Exercise brief: Please copy out the lines in the entries that contain "pokerbank".

Supplied entries:

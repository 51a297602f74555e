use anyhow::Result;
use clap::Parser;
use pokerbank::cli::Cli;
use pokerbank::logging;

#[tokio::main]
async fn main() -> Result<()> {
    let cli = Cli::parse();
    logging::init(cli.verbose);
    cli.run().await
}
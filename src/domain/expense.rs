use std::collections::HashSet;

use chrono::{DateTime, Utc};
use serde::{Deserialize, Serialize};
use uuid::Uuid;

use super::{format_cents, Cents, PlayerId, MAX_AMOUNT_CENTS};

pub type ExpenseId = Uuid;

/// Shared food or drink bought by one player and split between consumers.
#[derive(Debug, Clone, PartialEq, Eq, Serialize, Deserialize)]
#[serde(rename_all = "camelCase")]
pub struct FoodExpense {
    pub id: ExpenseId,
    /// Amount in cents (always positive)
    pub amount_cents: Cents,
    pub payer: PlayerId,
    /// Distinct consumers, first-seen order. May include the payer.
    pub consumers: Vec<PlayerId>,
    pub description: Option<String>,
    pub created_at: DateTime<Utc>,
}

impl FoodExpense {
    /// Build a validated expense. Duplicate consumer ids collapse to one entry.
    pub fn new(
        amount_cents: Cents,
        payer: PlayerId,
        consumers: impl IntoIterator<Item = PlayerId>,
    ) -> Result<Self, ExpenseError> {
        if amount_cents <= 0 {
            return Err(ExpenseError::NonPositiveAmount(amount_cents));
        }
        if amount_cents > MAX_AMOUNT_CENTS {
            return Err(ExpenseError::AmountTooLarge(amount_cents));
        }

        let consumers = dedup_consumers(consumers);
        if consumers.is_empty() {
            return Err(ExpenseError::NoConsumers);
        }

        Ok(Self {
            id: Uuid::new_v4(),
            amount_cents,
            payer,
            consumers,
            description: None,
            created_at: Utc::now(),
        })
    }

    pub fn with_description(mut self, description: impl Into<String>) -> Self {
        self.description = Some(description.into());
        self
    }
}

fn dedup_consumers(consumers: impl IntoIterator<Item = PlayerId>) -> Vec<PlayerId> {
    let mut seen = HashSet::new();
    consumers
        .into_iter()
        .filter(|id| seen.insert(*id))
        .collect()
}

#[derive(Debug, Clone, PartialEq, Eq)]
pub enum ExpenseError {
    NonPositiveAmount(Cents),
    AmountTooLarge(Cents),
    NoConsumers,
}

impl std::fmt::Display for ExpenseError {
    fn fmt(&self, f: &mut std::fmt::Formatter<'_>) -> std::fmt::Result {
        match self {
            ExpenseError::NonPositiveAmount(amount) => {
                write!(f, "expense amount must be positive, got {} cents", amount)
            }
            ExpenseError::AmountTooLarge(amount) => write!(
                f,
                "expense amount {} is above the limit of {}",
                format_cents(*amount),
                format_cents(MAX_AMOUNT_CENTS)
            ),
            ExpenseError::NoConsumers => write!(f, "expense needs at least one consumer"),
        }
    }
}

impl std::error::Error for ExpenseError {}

Exercise response:
use pokerbank::cli::Cli;
use pokerbank::logging;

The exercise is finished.